What you have to do:
Copy exactly, and only, the lines from the line containing "Ok(Argon2::new(Algorithm::Argon2id, Version::V0x13, params))" through the last line of the records below, both included.

Extracted records START

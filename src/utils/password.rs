// Password hashing and verification utilities using Argon2id

use argon2::{
    password_hash::{rand_core::OsRng, PasswordHash, PasswordHasher, PasswordVerifier, SaltString},
    Algorithm, Argon2, Params, Version,
};
use thiserror::Error;

/// Errors that can occur during password operations
#[derive(Error, Debug)]
pub enum PasswordError {
    #[error("Failed to hash password: {0}")]
    HashingError(String),

    #[error("Failed to verify password: {0}")]
    VerificationError(String),

    #[error("Invalid password hash format")]
    InvalidHashFormat,

    #[error("Hashing task failed: {0}")]
    TaskFailed(String),
}

/// Configuration for Argon2 password hashing
#[derive(Debug, Clone, Copy)]
pub struct PasswordConfig {
    /// Memory cost in KiB (default: 19456 = 19 MiB)
    pub memory_cost: u32,
    /// Time cost (iterations, default: 2)
    pub time_cost: u32,
    /// Parallelism factor (default: 1)
    pub parallelism: u32,
    /// Output hash length in bytes (default: 32)
    pub output_length: usize,
}

impl Default for PasswordConfig {
    fn default() -> Self {
        // OWASP minimum parameters for Argon2id
        Self {
            memory_cost: 19456,
            time_cost: 2,
            parallelism: 1,
            output_length: 32,
        }
    }
}

impl PasswordConfig {
    pub fn from_app_config(config: &crate::app_config::AppConfig) -> Self {
        Self {
            memory_cost: config.security.password_memory_cost,
            time_cost: config.security.password_time_cost,
            ..Self::default()
        }
    }

    fn build_hasher(&self) -> Result<Argon2<'static>, PasswordError> {
        let params = Params::new(
            self.memory_cost,
            self.time_cost,
            self.parallelism,
            Some(self.output_length),
        )
        .map_err(|e| PasswordError::HashingError(e.to_string()))?;

        Ok(Argon2::new(Algorithm::Argon2id, Version::V0x13, params))
    }
}

/// Hash a password using Argon2id with the given configuration
///
/// # Returns
/// * `Result<String, PasswordError>` - The hashed password in PHC string format
pub fn hash_password_with_config(
    password: &str,
    config: &PasswordConfig,
) -> Result<String, PasswordError> {
    let argon2 = config.build_hasher()?;
    let salt = SaltString::generate(&mut OsRng);

    let password_hash = argon2
        .hash_password(password.as_bytes(), &salt)
        .map_err(|e| PasswordError::HashingError(e.to_string()))?;

    Ok(password_hash.to_string())
}

/// Verify a password against a hashed password
///
/// Parameters are read back from the PHC string, so hashes produced under an
/// older configuration keep verifying.
pub fn verify_password(password: &str, hash: &str) -> Result<bool, PasswordError> {
    let parsed_hash = PasswordHash::new(hash).map_err(|_| PasswordError::InvalidHashFormat)?;

    match Argon2::default().verify_password(password.as_bytes(), &parsed_hash) {
        Ok(()) => Ok(true),
        Err(argon2::password_hash::Error::Password) => Ok(false),
        Err(e) => Err(PasswordError::VerificationError(e.to_string())),
    }
}

/// [`hash_password_with_config`] on the blocking pool
pub async fn hash_password(password: String, config: PasswordConfig) -> Result<String, PasswordError> {
    tokio::task::spawn_blocking(move || hash_password_with_config(&password, &config))
        .await
        .map_err(|e| PasswordError::TaskFailed(e.to_string()))?
}

/// [`verify_password`] on the blocking pool
pub async fn verify_password_async(password: String, hash: String) -> Result<bool, PasswordError> {
    tokio::task::spawn_blocking(move || verify_password(&password, &hash))
        .await
        .map_err(|e| PasswordError::TaskFailed(e.to_string()))?
}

Extracted records END

Exercise response:
        Ok(Argon2::new(Algorithm::Argon2id, Version::V0x13, params))
    }
}

/// Hash a password using Argon2id with the given configuration
///
/// # Returns
/// * `Result<String, PasswordError>` - The hashed password in PHC string format
pub fn hash_password_with_config(
    password: &str,
    config: &PasswordConfig,
) -> Result<String, PasswordError> {
    let argon2 = config.build_hasher()?;
    let salt = SaltString::generate(&mut OsRng);

    let password_hash = argon2
        .hash_password(password.as_bytes(), &salt)
        .map_err(|e| PasswordError::HashingError(e.to_string()))?;

    Ok(password_hash.to_string())
}

/// Verify a password against a hashed password
///
/// Parameters are read back from the PHC string, so hashes produced under an
/// older configuration keep verifying.
pub fn verify_password(password: &str, hash: &str) -> Result<bool, PasswordError> {
    let parsed_hash = PasswordHash::new(hash).map_err(|_| PasswordError::InvalidHashFormat)?;

    match Argon2::default().verify_password(password.as_bytes(), &parsed_hash) {
        Ok(()) => Ok(true),
        Err(argon2::password_hash::Error::Password) => Ok(false),
        Err(e) => Err(PasswordError::VerificationError(e.to_string())),
    }
}

/// [`hash_password_with_config`] on the blocking pool
pub async fn hash_password(password: String, config: PasswordConfig) -> Result<String, PasswordError> {
    tokio::task::spawn_blocking(move || hash_password_with_config(&password, &config))
        .await
        .map_err(|e| PasswordError::TaskFailed(e.to_string()))?
}

/// [`verify_password`] on the blocking pool
pub async fn verify_password_async(password: String, hash: String) -> Result<bool, PasswordError> {
    tokio::task::spawn_blocking(move || verify_password(&password, &hash))
        .await
        .map_err(|e| PasswordError::TaskFailed(e.to_string()))?
}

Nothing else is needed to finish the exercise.